------ Given records

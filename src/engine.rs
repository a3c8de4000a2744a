//! Request pipeline: profanity gate, extraction, matching, suggestions

use crate::error::Result;
use crate::extract::{ConceptClassifier, NameExtractor};
use crate::matching::RegistryMatcher;
use crate::moderation::ProfanityFilter;
use crate::registry::Registry;
use crate::suggest::SuggestionEngine;
use crate::types::{
    BusinessSector, CheckOutcome, CheckRequest, ExtractionResult, MatchConfig,
};
use std::sync::Arc;

/// The complete name-check pipeline over one immutable registry.
///
/// `check` is a pure, bounded computation: it never blocks on I/O and never
/// fails. Every input, including empty or malformed text, maps to a defined
/// outcome. The engine can therefore serve any number of in-flight requests
/// without synchronization.
pub struct NameCheckEngine {
    filter: ProfanityFilter,
    extractor: NameExtractor,
    classifier: ConceptClassifier,
    matcher: RegistryMatcher,
    suggester: SuggestionEngine,
}

impl NameCheckEngine {
    /// Build an engine with default matching configuration.
    ///
    /// Fails only if a built-in pattern fails to compile.
    pub fn new(registry: Arc<Registry>) -> Result<Self> {
        Self::with_config(registry, MatchConfig::default())
    }

    pub fn with_config(registry: Arc<Registry>, config: MatchConfig) -> Result<Self> {
        Ok(Self {
            filter: ProfanityFilter::new()?,
            extractor: NameExtractor::new()?,
            classifier: ConceptClassifier::new(),
            matcher: RegistryMatcher::with_config(registry, config),
            suggester: SuggestionEngine::new(),
        })
    }

    pub fn matcher(&self) -> &RegistryMatcher {
        &self.matcher
    }

    /// Expose the profanity gate so callers can pre-screen text that will
    /// not go through `check` (e.g. free-form questions for the assistant).
    pub fn is_profane(&self, text: &str) -> bool {
        self.filter.contains_profanity(text)
    }

    /// Candidate name and sector for one request, honoring `extract_mode`.
    pub fn extraction(&self, request: &CheckRequest) -> ExtractionResult {
        if request.extract_mode {
            ExtractionResult {
                candidate_name: self.extractor.extract(&request.prompt),
                business_sector: self.classifier.classify(&request.prompt),
            }
        } else {
            ExtractionResult {
                candidate_name: request.prompt.clone(),
                business_sector: BusinessSector::General,
            }
        }
    }

    /// Run the whole pipeline for one request.
    pub fn check(&self, request: &CheckRequest) -> CheckOutcome {
        if self.filter.contains_profanity(&request.prompt) {
            tracing::info!("prompt rejected by the profanity gate");
            return CheckOutcome::Profanity;
        }

        let extraction = self.extraction(request);
        let decision = self.matcher.check(&extraction.candidate_name);

        if decision.is_reserved {
            let suggestions = self.suggester.suggest(
                &extraction.candidate_name,
                extraction.business_sector,
                &self.matcher,
            );
            tracing::debug!(
                name = %extraction.candidate_name,
                sector = %extraction.business_sector,
                matched = decision.matched_against.as_deref().unwrap_or(""),
                suggestions = suggestions.len(),
                "name reserved"
            );
            CheckOutcome::Reserved {
                name: extraction.candidate_name,
                suggestions,
            }
        } else {
            CheckOutcome::Available {
                name: extraction.candidate_name,
            }
        }
    }
}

------------

Problem to work on
For the records above, state how many lines contain "decision". Add nothing to the number.

Exercise result
3